Using the records below, filter for lines that contain the string "ExitCode" and copy them out.

───── Recorded data

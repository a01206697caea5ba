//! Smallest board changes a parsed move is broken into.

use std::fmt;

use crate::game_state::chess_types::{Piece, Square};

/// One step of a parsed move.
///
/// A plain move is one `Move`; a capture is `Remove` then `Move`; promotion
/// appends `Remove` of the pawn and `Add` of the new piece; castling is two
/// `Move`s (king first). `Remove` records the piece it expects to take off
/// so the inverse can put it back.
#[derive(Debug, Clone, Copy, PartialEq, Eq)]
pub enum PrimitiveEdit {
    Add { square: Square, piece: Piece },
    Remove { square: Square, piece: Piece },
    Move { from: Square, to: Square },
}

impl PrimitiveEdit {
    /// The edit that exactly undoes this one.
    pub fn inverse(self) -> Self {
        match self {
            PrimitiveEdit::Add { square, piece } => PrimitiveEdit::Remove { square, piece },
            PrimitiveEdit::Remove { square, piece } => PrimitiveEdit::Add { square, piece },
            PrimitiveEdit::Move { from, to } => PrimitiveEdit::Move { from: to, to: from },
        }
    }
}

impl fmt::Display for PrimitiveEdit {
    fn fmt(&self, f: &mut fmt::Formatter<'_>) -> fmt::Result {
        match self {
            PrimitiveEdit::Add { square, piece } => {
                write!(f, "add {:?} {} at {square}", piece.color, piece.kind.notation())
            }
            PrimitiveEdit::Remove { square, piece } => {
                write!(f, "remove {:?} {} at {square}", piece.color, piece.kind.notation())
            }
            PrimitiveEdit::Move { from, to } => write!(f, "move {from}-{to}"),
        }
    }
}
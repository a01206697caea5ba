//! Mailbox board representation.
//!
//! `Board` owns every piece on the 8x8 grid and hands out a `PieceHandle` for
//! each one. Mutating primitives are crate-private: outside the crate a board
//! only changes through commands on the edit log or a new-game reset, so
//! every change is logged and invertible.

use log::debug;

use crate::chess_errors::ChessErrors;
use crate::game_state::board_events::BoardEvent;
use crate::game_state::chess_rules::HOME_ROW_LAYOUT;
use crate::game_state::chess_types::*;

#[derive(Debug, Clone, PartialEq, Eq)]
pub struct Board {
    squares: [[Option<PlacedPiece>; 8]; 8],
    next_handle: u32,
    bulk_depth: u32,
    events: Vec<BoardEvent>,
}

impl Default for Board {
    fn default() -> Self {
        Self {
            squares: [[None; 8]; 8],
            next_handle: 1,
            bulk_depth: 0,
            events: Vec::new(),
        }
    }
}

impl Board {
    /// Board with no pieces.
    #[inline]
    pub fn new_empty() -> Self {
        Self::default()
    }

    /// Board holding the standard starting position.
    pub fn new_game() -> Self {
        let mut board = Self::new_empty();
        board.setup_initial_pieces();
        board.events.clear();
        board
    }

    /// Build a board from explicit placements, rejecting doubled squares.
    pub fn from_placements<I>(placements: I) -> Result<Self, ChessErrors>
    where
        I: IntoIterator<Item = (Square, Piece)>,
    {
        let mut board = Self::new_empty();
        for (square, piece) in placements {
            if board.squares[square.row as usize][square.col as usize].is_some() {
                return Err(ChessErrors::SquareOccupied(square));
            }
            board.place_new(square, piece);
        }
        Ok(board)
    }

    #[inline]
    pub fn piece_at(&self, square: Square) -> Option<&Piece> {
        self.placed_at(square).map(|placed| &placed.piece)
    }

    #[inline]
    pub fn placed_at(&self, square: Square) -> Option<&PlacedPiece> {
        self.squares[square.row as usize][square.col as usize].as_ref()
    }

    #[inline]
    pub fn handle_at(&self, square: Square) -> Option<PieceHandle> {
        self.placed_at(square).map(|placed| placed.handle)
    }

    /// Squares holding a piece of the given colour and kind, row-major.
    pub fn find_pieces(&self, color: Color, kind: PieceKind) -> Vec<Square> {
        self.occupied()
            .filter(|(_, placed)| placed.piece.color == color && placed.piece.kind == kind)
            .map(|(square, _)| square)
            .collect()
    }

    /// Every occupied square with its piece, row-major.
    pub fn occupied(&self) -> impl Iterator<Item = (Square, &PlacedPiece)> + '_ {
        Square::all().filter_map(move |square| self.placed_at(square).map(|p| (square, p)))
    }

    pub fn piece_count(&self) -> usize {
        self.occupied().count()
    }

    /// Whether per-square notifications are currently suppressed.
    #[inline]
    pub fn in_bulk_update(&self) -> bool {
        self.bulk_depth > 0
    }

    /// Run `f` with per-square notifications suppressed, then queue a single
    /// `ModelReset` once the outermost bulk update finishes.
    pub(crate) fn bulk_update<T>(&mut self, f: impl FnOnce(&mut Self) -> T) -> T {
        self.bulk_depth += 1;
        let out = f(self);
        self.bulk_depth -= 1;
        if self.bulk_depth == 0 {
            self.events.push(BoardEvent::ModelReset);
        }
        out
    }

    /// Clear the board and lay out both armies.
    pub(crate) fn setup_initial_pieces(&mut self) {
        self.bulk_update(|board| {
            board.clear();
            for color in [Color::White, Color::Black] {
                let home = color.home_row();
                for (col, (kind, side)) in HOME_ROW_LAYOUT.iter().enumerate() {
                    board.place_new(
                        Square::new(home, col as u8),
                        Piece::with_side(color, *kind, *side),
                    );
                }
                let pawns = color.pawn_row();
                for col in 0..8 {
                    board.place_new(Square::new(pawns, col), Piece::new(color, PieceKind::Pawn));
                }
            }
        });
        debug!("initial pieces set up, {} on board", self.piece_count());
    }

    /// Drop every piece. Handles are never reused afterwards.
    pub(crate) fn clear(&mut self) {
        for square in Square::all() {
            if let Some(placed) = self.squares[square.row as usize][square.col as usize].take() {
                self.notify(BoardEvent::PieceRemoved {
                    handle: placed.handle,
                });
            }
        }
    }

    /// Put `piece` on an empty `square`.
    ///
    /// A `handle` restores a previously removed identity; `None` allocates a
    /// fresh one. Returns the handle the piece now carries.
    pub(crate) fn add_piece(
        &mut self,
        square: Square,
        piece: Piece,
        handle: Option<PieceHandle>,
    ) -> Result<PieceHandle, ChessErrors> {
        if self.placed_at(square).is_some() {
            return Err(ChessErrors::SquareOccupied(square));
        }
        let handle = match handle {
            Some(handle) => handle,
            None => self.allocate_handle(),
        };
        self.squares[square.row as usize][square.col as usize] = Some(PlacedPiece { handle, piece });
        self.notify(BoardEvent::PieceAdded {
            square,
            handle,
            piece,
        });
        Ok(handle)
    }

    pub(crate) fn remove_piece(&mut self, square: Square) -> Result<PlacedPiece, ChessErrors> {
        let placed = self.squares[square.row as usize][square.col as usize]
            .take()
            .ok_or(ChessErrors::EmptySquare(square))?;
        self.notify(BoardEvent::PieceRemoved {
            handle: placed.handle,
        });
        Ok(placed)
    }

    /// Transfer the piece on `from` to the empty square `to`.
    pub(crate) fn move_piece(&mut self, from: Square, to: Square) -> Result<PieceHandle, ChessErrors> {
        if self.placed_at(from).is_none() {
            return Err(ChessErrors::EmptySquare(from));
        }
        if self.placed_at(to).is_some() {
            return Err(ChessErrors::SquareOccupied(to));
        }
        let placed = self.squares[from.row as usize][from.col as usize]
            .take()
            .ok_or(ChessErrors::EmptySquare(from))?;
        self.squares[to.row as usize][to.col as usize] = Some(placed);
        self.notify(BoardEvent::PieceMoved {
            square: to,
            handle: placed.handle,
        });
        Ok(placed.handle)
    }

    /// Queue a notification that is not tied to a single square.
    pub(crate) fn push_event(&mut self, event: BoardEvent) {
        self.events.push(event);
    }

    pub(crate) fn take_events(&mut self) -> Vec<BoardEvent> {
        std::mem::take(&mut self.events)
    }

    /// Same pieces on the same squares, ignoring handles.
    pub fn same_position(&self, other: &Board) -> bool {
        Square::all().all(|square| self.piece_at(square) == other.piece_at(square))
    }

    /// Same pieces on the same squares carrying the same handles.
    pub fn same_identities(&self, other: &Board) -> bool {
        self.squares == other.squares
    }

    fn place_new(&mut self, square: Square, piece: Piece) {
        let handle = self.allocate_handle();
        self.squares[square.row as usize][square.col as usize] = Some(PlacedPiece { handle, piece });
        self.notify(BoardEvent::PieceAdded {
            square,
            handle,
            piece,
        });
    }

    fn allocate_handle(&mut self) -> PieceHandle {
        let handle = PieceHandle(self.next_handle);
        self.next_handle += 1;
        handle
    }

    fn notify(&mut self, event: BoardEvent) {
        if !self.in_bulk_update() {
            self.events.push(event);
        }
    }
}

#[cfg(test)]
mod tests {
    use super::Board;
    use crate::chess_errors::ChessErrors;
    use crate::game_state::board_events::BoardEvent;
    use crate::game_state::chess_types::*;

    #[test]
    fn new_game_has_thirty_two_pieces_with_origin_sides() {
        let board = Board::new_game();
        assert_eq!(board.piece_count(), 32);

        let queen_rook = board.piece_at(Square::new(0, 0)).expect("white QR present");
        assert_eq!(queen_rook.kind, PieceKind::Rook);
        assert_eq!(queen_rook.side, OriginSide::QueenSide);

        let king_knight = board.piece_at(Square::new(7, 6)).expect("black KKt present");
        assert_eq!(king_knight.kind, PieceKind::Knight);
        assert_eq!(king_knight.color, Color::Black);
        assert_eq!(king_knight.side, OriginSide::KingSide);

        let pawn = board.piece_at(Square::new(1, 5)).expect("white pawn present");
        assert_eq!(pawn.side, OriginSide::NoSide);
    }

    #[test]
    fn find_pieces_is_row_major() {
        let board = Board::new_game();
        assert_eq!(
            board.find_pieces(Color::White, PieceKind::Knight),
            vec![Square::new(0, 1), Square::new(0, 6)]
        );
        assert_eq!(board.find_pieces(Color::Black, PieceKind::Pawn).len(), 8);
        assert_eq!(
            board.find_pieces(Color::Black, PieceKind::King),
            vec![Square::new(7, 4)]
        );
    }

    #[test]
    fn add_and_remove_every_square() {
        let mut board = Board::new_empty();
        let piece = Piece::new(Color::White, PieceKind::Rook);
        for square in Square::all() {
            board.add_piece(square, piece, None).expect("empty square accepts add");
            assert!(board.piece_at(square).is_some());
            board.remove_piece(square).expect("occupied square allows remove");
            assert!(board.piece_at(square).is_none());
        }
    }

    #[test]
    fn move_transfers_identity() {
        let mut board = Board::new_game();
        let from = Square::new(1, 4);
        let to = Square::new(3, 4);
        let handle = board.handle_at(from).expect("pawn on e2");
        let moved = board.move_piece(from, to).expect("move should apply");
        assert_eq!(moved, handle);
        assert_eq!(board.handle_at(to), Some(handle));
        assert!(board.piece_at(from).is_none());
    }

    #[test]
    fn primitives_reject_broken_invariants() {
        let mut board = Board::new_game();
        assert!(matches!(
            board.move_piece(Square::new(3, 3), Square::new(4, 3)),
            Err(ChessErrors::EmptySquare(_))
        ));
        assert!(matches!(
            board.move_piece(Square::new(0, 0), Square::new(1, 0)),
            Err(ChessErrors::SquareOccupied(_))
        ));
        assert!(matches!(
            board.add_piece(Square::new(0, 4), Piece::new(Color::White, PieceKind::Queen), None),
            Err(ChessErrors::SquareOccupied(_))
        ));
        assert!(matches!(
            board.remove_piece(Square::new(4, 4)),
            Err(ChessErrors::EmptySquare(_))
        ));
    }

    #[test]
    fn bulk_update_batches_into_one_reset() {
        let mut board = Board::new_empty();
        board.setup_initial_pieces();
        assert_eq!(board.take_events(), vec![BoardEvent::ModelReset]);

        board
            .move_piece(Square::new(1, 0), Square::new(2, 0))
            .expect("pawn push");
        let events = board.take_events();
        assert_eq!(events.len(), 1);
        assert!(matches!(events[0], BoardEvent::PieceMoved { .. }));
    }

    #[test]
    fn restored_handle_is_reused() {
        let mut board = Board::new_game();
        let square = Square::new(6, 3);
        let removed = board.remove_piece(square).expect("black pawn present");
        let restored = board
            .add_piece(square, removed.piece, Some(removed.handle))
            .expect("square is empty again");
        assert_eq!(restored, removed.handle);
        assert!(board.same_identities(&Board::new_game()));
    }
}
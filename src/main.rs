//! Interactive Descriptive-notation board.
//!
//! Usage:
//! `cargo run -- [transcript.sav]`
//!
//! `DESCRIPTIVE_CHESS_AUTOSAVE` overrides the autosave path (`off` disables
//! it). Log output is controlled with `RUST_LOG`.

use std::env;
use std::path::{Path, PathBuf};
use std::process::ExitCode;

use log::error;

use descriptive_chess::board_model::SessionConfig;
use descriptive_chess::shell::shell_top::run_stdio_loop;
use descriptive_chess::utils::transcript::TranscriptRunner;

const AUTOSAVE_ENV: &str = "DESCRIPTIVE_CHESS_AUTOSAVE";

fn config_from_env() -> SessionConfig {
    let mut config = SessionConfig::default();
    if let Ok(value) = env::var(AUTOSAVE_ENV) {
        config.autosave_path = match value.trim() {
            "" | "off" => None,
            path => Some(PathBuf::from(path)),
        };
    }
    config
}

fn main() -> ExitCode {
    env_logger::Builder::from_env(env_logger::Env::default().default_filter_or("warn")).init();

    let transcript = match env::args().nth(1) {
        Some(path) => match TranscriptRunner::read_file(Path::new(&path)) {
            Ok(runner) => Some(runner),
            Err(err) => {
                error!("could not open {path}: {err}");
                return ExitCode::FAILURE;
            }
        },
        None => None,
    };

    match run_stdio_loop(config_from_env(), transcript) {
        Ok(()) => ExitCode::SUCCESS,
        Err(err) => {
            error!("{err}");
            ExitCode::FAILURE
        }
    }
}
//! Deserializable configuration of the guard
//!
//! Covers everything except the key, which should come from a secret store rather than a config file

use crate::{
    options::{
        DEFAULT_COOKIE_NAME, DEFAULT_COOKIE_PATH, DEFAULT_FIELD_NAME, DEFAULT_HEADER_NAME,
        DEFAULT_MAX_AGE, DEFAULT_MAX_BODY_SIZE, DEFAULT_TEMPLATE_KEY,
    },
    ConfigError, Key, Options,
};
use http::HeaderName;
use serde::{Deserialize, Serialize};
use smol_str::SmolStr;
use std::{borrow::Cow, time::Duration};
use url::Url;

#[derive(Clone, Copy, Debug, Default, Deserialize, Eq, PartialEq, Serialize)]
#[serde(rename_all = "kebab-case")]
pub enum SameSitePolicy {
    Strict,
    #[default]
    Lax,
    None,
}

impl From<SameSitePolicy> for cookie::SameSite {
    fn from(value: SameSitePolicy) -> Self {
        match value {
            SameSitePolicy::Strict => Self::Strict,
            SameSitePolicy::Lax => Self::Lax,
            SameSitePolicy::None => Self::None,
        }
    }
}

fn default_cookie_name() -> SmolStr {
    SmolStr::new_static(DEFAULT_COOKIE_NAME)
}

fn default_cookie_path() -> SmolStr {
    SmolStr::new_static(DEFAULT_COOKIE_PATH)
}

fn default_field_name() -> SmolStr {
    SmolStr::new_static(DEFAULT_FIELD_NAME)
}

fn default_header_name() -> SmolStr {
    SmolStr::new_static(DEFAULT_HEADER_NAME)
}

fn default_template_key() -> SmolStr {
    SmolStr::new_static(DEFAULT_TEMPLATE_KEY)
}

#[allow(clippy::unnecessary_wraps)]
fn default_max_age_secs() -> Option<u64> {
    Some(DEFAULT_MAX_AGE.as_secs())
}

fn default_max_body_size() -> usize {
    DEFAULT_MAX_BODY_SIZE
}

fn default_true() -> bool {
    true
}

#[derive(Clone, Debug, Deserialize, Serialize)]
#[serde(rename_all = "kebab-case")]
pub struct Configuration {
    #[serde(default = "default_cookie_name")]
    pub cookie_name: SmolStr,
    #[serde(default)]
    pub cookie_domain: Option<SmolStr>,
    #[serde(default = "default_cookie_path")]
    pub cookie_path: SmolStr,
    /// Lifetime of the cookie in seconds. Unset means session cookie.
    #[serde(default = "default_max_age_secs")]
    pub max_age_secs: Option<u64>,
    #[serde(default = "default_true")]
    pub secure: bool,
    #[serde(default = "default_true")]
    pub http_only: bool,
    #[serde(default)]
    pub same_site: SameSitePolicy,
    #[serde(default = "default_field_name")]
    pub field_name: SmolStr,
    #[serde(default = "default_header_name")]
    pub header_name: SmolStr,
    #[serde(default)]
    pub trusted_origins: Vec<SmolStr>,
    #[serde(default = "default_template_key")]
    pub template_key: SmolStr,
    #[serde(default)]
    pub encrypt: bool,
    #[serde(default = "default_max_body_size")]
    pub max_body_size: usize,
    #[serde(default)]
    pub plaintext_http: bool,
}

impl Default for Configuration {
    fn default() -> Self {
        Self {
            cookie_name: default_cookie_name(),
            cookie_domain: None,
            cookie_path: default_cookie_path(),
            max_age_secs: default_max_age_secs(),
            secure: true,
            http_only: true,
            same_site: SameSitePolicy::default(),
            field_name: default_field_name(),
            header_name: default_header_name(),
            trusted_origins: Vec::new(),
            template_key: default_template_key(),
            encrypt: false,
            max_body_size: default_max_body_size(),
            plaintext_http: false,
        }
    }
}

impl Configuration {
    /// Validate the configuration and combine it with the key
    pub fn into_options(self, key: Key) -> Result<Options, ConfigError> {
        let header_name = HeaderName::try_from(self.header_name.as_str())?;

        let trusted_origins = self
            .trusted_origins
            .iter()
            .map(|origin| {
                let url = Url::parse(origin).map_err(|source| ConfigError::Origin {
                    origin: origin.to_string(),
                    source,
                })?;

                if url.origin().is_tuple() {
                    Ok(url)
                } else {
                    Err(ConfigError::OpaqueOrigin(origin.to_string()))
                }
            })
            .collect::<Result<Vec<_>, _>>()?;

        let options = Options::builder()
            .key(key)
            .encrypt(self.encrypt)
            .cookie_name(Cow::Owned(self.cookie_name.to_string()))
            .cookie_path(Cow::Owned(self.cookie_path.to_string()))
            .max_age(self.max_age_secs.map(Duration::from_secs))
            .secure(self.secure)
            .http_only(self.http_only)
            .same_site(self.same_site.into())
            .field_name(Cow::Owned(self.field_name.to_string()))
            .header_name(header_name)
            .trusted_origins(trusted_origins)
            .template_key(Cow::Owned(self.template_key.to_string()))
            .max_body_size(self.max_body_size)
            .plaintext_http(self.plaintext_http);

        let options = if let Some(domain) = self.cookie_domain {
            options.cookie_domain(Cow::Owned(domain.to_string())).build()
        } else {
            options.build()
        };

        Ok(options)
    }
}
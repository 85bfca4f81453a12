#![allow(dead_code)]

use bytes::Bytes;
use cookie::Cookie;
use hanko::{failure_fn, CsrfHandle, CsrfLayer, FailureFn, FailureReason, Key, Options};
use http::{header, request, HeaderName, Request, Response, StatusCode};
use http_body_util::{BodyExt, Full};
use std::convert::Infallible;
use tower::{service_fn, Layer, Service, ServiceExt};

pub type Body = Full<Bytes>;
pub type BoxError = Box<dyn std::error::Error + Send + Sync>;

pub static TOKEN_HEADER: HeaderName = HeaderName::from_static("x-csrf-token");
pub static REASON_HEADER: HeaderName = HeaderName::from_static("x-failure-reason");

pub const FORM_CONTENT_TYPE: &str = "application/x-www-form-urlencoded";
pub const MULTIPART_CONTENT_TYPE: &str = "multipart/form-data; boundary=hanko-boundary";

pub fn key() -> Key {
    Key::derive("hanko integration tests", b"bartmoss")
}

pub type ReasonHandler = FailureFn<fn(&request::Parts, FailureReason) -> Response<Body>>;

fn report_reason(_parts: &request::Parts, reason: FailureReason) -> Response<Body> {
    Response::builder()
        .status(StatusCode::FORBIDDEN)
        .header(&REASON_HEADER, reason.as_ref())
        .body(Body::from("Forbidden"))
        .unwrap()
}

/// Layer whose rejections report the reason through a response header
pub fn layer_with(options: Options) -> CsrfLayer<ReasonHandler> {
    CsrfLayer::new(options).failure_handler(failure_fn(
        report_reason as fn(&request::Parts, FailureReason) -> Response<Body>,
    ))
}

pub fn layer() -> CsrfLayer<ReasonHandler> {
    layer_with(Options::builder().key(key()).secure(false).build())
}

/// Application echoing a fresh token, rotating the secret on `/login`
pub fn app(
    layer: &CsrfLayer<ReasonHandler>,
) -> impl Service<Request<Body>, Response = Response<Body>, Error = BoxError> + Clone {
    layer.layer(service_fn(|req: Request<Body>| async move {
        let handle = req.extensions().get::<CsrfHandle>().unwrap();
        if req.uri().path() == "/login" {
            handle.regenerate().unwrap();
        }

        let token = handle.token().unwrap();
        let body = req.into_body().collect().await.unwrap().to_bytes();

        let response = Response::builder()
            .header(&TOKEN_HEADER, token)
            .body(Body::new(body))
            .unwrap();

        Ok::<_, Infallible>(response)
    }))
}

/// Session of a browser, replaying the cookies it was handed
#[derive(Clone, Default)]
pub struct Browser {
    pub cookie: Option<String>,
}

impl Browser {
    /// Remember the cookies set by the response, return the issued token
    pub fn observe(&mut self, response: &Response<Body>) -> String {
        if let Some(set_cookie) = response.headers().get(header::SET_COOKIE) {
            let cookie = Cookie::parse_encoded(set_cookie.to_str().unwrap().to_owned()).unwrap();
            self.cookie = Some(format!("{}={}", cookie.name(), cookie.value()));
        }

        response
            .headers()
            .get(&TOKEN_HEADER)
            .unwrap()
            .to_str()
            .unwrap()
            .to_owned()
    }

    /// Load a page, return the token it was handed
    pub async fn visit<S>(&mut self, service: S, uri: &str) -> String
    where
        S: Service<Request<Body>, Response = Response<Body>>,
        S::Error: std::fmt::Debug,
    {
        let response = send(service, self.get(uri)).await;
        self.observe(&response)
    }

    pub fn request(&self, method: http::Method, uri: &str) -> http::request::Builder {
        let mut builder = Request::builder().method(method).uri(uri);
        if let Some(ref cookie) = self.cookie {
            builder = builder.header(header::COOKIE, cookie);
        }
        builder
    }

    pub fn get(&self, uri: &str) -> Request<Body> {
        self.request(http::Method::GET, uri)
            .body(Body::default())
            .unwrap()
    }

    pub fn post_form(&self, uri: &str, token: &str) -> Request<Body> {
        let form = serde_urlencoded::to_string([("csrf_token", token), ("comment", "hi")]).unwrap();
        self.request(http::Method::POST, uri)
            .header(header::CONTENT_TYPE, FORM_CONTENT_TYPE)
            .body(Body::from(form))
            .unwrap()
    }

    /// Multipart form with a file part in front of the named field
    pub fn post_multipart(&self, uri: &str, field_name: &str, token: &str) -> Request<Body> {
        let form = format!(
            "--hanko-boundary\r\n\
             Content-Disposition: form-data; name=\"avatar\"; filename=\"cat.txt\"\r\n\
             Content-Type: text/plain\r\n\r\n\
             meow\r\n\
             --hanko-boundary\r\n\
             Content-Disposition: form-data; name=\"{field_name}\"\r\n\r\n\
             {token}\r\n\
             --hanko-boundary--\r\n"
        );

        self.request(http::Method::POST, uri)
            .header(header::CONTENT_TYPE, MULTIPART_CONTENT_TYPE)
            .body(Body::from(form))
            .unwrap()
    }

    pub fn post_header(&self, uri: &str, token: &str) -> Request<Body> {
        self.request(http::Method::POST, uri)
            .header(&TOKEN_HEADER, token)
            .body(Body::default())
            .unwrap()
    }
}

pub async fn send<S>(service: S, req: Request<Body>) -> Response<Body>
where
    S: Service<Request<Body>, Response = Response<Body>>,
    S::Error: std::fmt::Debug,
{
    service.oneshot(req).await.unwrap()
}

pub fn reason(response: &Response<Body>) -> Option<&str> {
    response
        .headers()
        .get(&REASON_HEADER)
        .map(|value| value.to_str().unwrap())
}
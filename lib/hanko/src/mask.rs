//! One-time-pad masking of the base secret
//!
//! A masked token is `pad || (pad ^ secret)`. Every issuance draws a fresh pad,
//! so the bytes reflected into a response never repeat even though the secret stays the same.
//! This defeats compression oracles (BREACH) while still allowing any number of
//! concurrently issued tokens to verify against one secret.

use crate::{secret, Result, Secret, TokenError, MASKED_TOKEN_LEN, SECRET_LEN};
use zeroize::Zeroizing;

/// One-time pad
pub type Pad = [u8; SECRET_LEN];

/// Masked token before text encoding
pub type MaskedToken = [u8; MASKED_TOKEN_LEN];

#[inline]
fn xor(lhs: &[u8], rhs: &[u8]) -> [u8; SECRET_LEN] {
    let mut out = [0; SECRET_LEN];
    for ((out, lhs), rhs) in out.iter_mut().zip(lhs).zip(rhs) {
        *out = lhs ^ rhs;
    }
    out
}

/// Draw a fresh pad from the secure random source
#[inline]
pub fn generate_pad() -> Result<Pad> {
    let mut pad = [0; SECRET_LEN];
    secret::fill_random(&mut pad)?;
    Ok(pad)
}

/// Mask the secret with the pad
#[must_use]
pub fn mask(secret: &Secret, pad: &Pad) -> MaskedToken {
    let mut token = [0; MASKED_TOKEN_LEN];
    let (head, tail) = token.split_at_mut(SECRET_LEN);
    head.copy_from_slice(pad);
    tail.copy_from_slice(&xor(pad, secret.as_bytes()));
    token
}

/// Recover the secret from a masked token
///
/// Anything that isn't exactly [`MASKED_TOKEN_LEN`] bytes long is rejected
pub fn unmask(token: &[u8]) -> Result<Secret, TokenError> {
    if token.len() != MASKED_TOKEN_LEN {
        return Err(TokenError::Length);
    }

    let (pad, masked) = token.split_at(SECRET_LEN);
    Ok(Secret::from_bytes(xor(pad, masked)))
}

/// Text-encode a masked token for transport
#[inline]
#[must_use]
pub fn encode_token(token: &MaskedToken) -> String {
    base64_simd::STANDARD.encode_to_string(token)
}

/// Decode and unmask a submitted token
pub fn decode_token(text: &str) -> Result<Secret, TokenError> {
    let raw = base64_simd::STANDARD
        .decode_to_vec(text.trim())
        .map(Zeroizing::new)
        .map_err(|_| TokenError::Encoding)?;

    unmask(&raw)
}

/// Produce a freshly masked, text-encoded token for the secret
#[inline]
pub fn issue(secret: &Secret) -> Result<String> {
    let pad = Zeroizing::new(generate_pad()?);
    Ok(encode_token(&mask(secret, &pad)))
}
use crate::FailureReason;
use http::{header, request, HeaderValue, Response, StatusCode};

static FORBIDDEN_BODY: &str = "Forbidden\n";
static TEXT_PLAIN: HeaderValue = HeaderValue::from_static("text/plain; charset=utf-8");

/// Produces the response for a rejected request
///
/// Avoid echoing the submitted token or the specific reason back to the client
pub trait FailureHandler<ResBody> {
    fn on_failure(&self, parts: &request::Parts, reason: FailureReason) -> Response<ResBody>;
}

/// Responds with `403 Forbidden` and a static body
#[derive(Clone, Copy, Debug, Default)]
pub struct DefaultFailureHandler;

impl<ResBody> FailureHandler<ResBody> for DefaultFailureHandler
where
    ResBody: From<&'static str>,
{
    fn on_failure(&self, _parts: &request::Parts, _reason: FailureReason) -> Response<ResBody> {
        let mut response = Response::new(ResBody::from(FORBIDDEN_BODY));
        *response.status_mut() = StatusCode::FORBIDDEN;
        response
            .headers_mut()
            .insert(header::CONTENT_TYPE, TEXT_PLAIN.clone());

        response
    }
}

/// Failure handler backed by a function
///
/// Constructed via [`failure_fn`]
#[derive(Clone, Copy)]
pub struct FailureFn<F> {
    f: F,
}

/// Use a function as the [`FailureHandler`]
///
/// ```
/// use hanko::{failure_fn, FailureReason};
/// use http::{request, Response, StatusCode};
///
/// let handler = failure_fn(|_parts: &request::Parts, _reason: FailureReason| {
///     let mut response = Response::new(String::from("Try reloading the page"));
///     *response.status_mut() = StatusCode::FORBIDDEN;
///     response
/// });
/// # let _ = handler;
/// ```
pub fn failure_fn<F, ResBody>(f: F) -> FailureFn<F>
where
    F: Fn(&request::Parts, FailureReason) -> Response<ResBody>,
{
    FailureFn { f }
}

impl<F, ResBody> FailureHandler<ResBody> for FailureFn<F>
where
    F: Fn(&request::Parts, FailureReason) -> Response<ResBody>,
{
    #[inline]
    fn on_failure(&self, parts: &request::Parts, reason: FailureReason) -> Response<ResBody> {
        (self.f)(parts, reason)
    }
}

──────────

Solution for this exercise
use std::process::ExitCode;
fn main() -> ExitCode {
                return ExitCode::FAILURE;
        Ok(()) => ExitCode::SUCCESS,
            ExitCode::FAILURE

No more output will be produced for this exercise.